Inquiétude, horreur, puis colère collective. La journée du 29 mai marque un tournant pour la commune de Fleurance, habituellement paisible, qui se retrouve plongée dans un tourbillon d'inquiétude suite à la disparition de la jeune Lyhanna.
Dans l'après-midi, alors que Lyhanna sort de son collège, elle semble se diriger vers sa maison comme à son habitude. Mais alors que les heures passent, son absence inquiète de plus en plus ses parents, qui alertent la gendarmerie aux alentours de 19 heures.
Un suspect identifié
L'enquête à peine ouverte, les gendarmes recueillent rapidement un témoignage crucial. Un homme, Jérôme Barella, 41 ans, est identifié comme le dernier utilisateur de la voiture dans laquelle Lyhanna aurait été vue.
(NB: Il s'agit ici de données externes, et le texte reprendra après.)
//! Swap-or-bridge routing with windowed lookahead.

use skein_ir::StandardGate;
use tracing::trace;

use crate::connectivity::ConnectivityGraph;
use crate::error::{RouteError, RouteResult};
use crate::placement::PlacementMap;
use crate::routing::{BoundaryWindow, Resolution, RoutingMethod};

/// The default routing method: one swap (or one bridge) per call,
/// chosen by scoring against a decaying window of upcoming
/// interactions.
///
/// Candidate swaps are restricted to moves that strictly shorten the
/// front pair's separation, which bounds the swaps per blocked
/// operation by the graph diameter. The lookahead only decides which
/// shortening move (or the bridge) serves the rest of the window best.
#[derive(Debug, Clone)]
pub struct LookaheadSwap {
    lookahead: usize,
    decay: f64,
    bridge_bias: f64,
}

impl Default for LookaheadSwap {
    fn default() -> Self {
        Self {
            lookahead: 10,
            decay: 0.5,
            // Tuned so a bridge beats any swap whose lookahead benefit
            // is marginal, but loses to one that helps the next
            // interaction outright.
            bridge_bias: 0.45,
        }
    }
}

impl LookaheadSwap {
    /// Create the method with default tuning.
    pub fn new() -> Self {
        Self::default()
    }

    /// Set the number of window pairs considered when scoring.
    pub fn with_lookahead(mut self, lookahead: usize) -> Self {
        self.lookahead = lookahead;
        self
    }

    /// Set the per-position geometric decay of window pair weights.
    pub fn with_decay(mut self, decay: f64) -> Self {
        self.decay = decay;
        self
    }

    /// Set the additive score bonus for the bridge construction.
    pub fn with_bridge_bias(mut self, bridge_bias: f64) -> Self {
        self.bridge_bias = bridge_bias;
        self
    }

    /// Weighted lookahead score of a placement state: for window pair
    /// `i`, `decay^i` times its effective distance (distance minus the
    /// one step adjacency grants). Lower is better; scores of
    /// candidate moves are compared as reductions of this sum.
    fn window_cost(
        &self,
        window: &BoundaryWindow,
        placement: &PlacementMap,
        graph: &ConnectivityGraph,
    ) -> f64 {
        let mut cost = 0.0;
        for (i, &[a, b]) in window.pairs.iter().take(self.lookahead).enumerate() {
            let (Some(pa), Some(pb)) = (placement.physical(a), placement.physical(b)) else {
                // Not yet allocated; its future site is unknown.
                continue;
            };
            let Some(d) = graph.distance(pa, pb) else {
                continue;
            };
            cost += self.decay.powi(i as i32) * f64::from(d.saturating_sub(1));
        }
        cost
    }
}

impl RoutingMethod for LookaheadSwap {
    fn name(&self) -> &str {
        "lookahead-swap"
    }

    fn can_resolve(
        &self,
        _window: &BoundaryWindow,
        _placement: &PlacementMap,
        _graph: &ConnectivityGraph,
    ) -> bool {
        // General-purpose: accepts every window. Disconnected operand
        // pairs surface as an error from resolve.
        true
    }

    fn resolve(
        &self,
        window: &BoundaryWindow,
        placement: &PlacementMap,
        graph: &ConnectivityGraph,
    ) -> RouteResult<Resolution> {
        let [f1, f2] = window.front();
        let (Some(p1), Some(p2)) = (placement.physical(f1), placement.physical(f2)) else {
            return Err(RouteError::TrackerDiverged(format!(
                "front pair ({f1}, {f2}) not placed"
            )));
        };
        let Some(front_distance) = graph.distance(p1, p2) else {
            return Err(RouteError::DisconnectedGraph(p1, p2));
        };

        let base_cost = self.window_cost(window, placement, graph);

        // Swaps that strictly shorten the front separation: move f1
        // one site towards f2, or f2 one site towards f1.
        let mut candidates: Vec<(u32, u32)> = Vec::new();
        for &next in graph.neighbours(p1) {
            if graph.distance(next, p2).is_some_and(|d| d < front_distance) {
                candidates.push(ordered(p1, next));
            }
        }
        for &next in graph.neighbours(p2) {
            if graph.distance(p1, next).is_some_and(|d| d < front_distance) {
                candidates.push(ordered(p2, next));
            }
        }
        candidates.sort_unstable();
        candidates.dedup();

        let mut best: Option<(f64, Resolution)> = None;
        for &(a, b) in &candidates {
            let mut trial = placement.clone();
            trial.swap_physical(a, b);
            let gain = base_cost - self.window_cost(window, &trial, graph);
            trace!(swap = ?(a, b), gain, "swap candidate");
            if best.as_ref().is_none_or(|(s, _)| gain > *s) {
                best = Some((gain, Resolution::Swaps(vec![(a, b)])));
            }
        }

        // The bridge construction applies to a CX at distance exactly
        // two with a unique shared neighbour. It resolves the front
        // pair in place, so its gain is the front pair's weight, plus
        // the configured bias. On ties the bridge wins: not moving
        // anything is the safer default.
        if window.front_gate == StandardGate::CX && front_distance == 2 {
            let shared = graph.common_neighbours(p1, p2);
            if let [via] = shared.as_slice() {
                let gain = f64::from(front_distance - 1) + self.bridge_bias;
                if best.as_ref().is_none_or(|(s, _)| gain >= *s) {
                    best = Some((gain, Resolution::Bridge { via: *via }));
                }
            }
        }

        match best {
            Some((gain, resolution)) => {
                trace!(?resolution, gain, "resolution chosen");
                Ok(resolution)
            }
            // No neighbour shortens the separation: impossible on a
            // connected component, since the first hop of a shortest
            // path always qualifies.
            None => Err(RouteError::DisconnectedGraph(p1, p2)),
        }
    }
}

#[inline]
fn ordered(a: u32, b: u32) -> (u32, u32) {
    if a <= b { (a, b) } else { (b, a) }
}

#[cfg(test)]
mod tests {
    use super::*;
    use skein_ir::QubitId;

    fn q(i: u32) -> QubitId {
        QubitId(i)
    }

    fn window(gate: StandardGate, pairs: &[[u32; 2]]) -> BoundaryWindow {
        BoundaryWindow {
            front_gate: gate,
            pairs: pairs.iter().map(|&[a, b]| [q(a), q(b)]).collect(),
        }
    }

    #[test]
    fn test_bridge_preferred_without_lookahead_benefit() {
        // Lone CX at distance two with a unique shared neighbour.
        let graph = ConnectivityGraph::linear(3);
        let placement = PlacementMap::identity(3);
        let w = window(StandardGate::CX, &[[0, 2]]);

        let resolution = LookaheadSwap::new()
            .resolve(&w, &placement, &graph)
            .unwrap();
        assert_eq!(resolution, Resolution::Bridge { via: 1 });
    }

    #[test]
    fn test_swap_preferred_when_later_pair_benefits() {
        // Moving qubit 0 towards 2 also carries it towards 3, so the
        // swap outscores the bridge.
        let graph = ConnectivityGraph::linear(4);
        let placement = PlacementMap::identity(4);
        let w = window(StandardGate::CX, &[[0, 2], [0, 3]]);

        let resolution = LookaheadSwap::new()
            .resolve(&w, &placement, &graph)
            .unwrap();
        assert_eq!(resolution, Resolution::Swaps(vec![(0, 1)]));
    }

    #[test]
    fn test_no_bridge_for_non_cx() {
        let graph = ConnectivityGraph::linear(3);
        let placement = PlacementMap::identity(3);
        let w = window(StandardGate::CZ, &[[0, 2]]);

        let resolution = LookaheadSwap::new()
            .resolve(&w, &placement, &graph)
            .unwrap();
        assert!(matches!(resolution, Resolution::Swaps(_)));
    }

    #[test]
    fn test_no_bridge_with_multiple_shared_neighbours() {
        // On a 4-ring, opposite corners share two neighbours; the
        // bridge construction requires exactly one.
        let graph = ConnectivityGraph::ring(4);
        let placement = PlacementMap::identity(4);
        let w = window(StandardGate::CX, &[[0, 2]]);

        let resolution = LookaheadSwap::new()
            .resolve(&w, &placement, &graph)
            .unwrap();
        assert!(matches!(resolution, Resolution::Swaps(_)));
    }

    #[test]
    fn test_swap_strictly_shortens_front_distance() {
        let graph = ConnectivityGraph::linear(6);
        let placement = PlacementMap::identity(6);
        let w = window(StandardGate::CX, &[[0, 5]]);

        let Resolution::Swaps(swaps) = LookaheadSwap::new()
            .resolve(&w, &placement, &graph)
            .unwrap()
        else {
            panic!("expected swaps at distance five");
        };
        let mut trial = placement.clone();
        for (a, b) in swaps {
            trial.swap_physical(a, b);
        }
        let d = graph
            .distance(trial.physical(q(0)).unwrap(), trial.physical(q(5)).unwrap())
            .unwrap();
        assert!(d < 5);
    }

    #[test]
    fn test_disconnected_pair_is_an_error() {
        let graph = ConnectivityGraph::from_edges(4, [(0, 1), (2, 3)]).unwrap();
        let placement = PlacementMap::identity(4);
        let w = window(StandardGate::CX, &[[0, 2]]);

        let result = LookaheadSwap::new().resolve(&w, &placement, &graph);
        assert!(matches!(result, Err(RouteError::DisconnectedGraph(0, 2))));
    }

    #[test]
    fn test_swap_into_free_site() {
        // Qubit 1 is unplaced; the swap moves qubit 0 into the empty
        // middle site.
        let graph = ConnectivityGraph::linear(3);
        let mut placement = PlacementMap::new();
        placement.assign(q(0), 0).unwrap();
        placement.assign(q(2), 2).unwrap();
        let w = window(StandardGate::CZ, &[[0, 2]]);

        let resolution = LookaheadSwap::new()
            .resolve(&w, &placement, &graph)
            .unwrap();
        assert!(matches!(resolution, Resolution::Swaps(_)));
    }
}
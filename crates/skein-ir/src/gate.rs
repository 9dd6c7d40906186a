//! Standard gate definitions.

use serde::{Deserialize, Serialize};

/// A standard quantum gate with concrete (bound) rotation angles.
///
/// Angles are plain `f64` radians; symbolic parameters are out of
/// scope for this IR, which exists to feed the placement and routing
/// engine rather than variational workflows.
#[derive(Debug, Clone, Copy, PartialEq, Serialize, Deserialize)]
pub enum StandardGate {
    /// Identity gate.
    I,
    /// Pauli-X gate.
    X,
    /// Pauli-Y gate.
    Y,
    /// Pauli-Z gate.
    Z,
    /// Hadamard gate.
    H,
    /// S gate (sqrt(Z)).
    S,
    /// S-dagger gate.
    Sdg,
    /// T gate.
    T,
    /// T-dagger gate.
    Tdg,
    /// sqrt(X) gate.
    SX,
    /// X rotation.
    Rx(f64),
    /// Y rotation.
    Ry(f64),
    /// Z rotation.
    Rz(f64),
    /// Phase gate.
    P(f64),
    /// Controlled-NOT.
    CX,
    /// Controlled-Y.
    CY,
    /// Controlled-Z.
    CZ,
    /// Controlled-Hadamard.
    CH,
    /// Controlled-phase.
    CP(f64),
    /// Controlled X rotation.
    CRx(f64),
    /// Controlled Y rotation.
    CRy(f64),
    /// Controlled Z rotation.
    CRz(f64),
    /// ZZ interaction rotation.
    RZZ(f64),
    /// SWAP gate.
    Swap,
    /// iSWAP gate.
    ISwap,
    /// Toffoli (CCNOT) gate.
    CCX,
    /// Fredkin (controlled-SWAP) gate.
    CSwap,
}

impl StandardGate {
    /// Get the canonical lowercase name of the gate.
    pub fn name(&self) -> &'static str {
        match self {
            StandardGate::I => "id",
            StandardGate::X => "x",
            StandardGate::Y => "y",
            StandardGate::Z => "z",
            StandardGate::H => "h",
            StandardGate::S => "s",
            StandardGate::Sdg => "sdg",
            StandardGate::T => "t",
            StandardGate::Tdg => "tdg",
            StandardGate::SX => "sx",
            StandardGate::Rx(_) => "rx",
            StandardGate::Ry(_) => "ry",
            StandardGate::Rz(_) => "rz",
            StandardGate::P(_) => "p",
            StandardGate::CX => "cx",
            StandardGate::CY => "cy",
            StandardGate::CZ => "cz",
            StandardGate::CH => "ch",
            StandardGate::CP(_) => "cp",
            StandardGate::CRx(_) => "crx",
            StandardGate::CRy(_) => "cry",
            StandardGate::CRz(_) => "crz",
            StandardGate::RZZ(_) => "rzz",
            StandardGate::Swap => "swap",
            StandardGate::ISwap => "iswap",
            StandardGate::CCX => "ccx",
            StandardGate::CSwap => "cswap",
        }
    }

    /// Number of qubits this gate acts on.
    pub fn num_qubits(&self) -> u32 {
        match self {
            StandardGate::I
            | StandardGate::X
            | StandardGate::Y
            | StandardGate::Z
            | StandardGate::H
            | StandardGate::S
            | StandardGate::Sdg
            | StandardGate::T
            | StandardGate::Tdg
            | StandardGate::SX
            | StandardGate::Rx(_)
            | StandardGate::Ry(_)
            | StandardGate::Rz(_)
            | StandardGate::P(_) => 1,
            StandardGate::CX
            | StandardGate::CY
            | StandardGate::CZ
            | StandardGate::CH
            | StandardGate::CP(_)
            | StandardGate::CRx(_)
            | StandardGate::CRy(_)
            | StandardGate::CRz(_)
            | StandardGate::RZZ(_)
            | StandardGate::Swap
            | StandardGate::ISwap => 2,
            StandardGate::CCX | StandardGate::CSwap => 3,
        }
    }

    /// Check if this gate acts on exactly two qubits.
    #[inline]
    pub fn is_two_qubit(&self) -> bool {
        self.num_qubits() == 2
    }

    /// Check if this gate is symmetric under operand exchange.
    ///
    /// Routing uses this to know when control/target order is free.
    pub fn is_symmetric(&self) -> bool {
        matches!(
            self,
            StandardGate::CZ
                | StandardGate::CP(_)
                | StandardGate::RZZ(_)
                | StandardGate::Swap
                | StandardGate::ISwap
        )
    }
}

#[cfg(test)]
mod tests {
    use super::*;

    #[test]
    fn test_gate_names() {
        assert_eq!(StandardGate::H.name(), "h");
        assert_eq!(StandardGate::CX.name(), "cx");
        assert_eq!(StandardGate::Rz(0.5).name(), "rz");
        assert_eq!(StandardGate::Swap.name(), "swap");
    }

    #[test]
    fn test_gate_arity() {
        assert_eq!(StandardGate::H.num_qubits(), 1);
        assert_eq!(StandardGate::CX.num_qubits(), 2);
        assert_eq!(StandardGate::CCX.num_qubits(), 3);
        assert!(StandardGate::CZ.is_two_qubit());
        assert!(!StandardGate::X.is_two_qubit());
    }

    #[test]
    fn test_symmetry() {
        assert!(StandardGate::CZ.is_symmetric());
        assert!(StandardGate::Swap.is_symmetric());
        assert!(!StandardGate::CX.is_symmetric());
    }
}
Dans les heures qui suivent, Barella, qui a été établi comme un voisin et un parent proche de la victime, est placé en garde à vue. Il prétend qu'il a simplement déposé la jeune fille à la piscine, mais ses déclarations suscitent le doute des enquêteurs.
"Nous sommes tous mères de Lyhanna maintenant. C'est devenu une affaire personnelle pour nous," confie une mère d'élève à BFMTV.
Les jours passent, ponctués par des recherches initiées par la communauté, alors que la peur et la tristesse s'installent dans les foyers.
Un corps retrouvé et des révélations alarmantes
Après une semaine de recherches, les autorités découvrent un corps, apparemment celui de Lyhanna, dans un silo. Ce jour-là, la tension atteint son paroxysme alors que les autorités, déjà pointées du doigt, doivent faire face à l’ampleur de la tragédie.
La procureure de la République, Clémence Meyer, s'exprimera au sujet des antécédents de Jérôme Barella, rappelant qu'il était déjà sous le coup de plaintes précédentes concernant des agissements inappropriés sur d'autres mineurs.
"Il y a eu des alertes déjà. Comment un individu avec de tels antécédents a-t-il pu passer à travers les mailles du filet ?" questionne un parent d'élève, pétri d'inquiétude.
Indignation et enquête politique
Les répercussions de ce drame bouleversent non seulement la commune mais aussi tout le pays. Emmanuel Macron qualifie le manquement de la justice d'"inacceptable", affirmant que des mesures doivent rapidement être prises. Le ministre de l'Intérieur convie des réunions d'urgence pour discuter des failles rencontrées.
Les mots résonnent avec force et la classe politique s'élève contre ce qu'elle considère comme une défaillance systémique. Des voix s’élèvent pour exiger un changement radical dans la manière dont les dépendances judiciaires gèrent les affaires impliquant des mineurs.
"Une enquête administrative sera ouverte en réponse aux inquiétudes soulevées par cette affaire tragique," a-t-il annoncé, alors que des manifestations sont prévues pour réclamer un véritable changement.
Sur le terrain, les habitants de Fleurance, unis dans la douleur, organisent une marche blanche pour honorer la mémoire de Lyhanna, espérant que sa tragédie ouvrira enfin les yeux sur les manquements à la sécurité des enfants en France.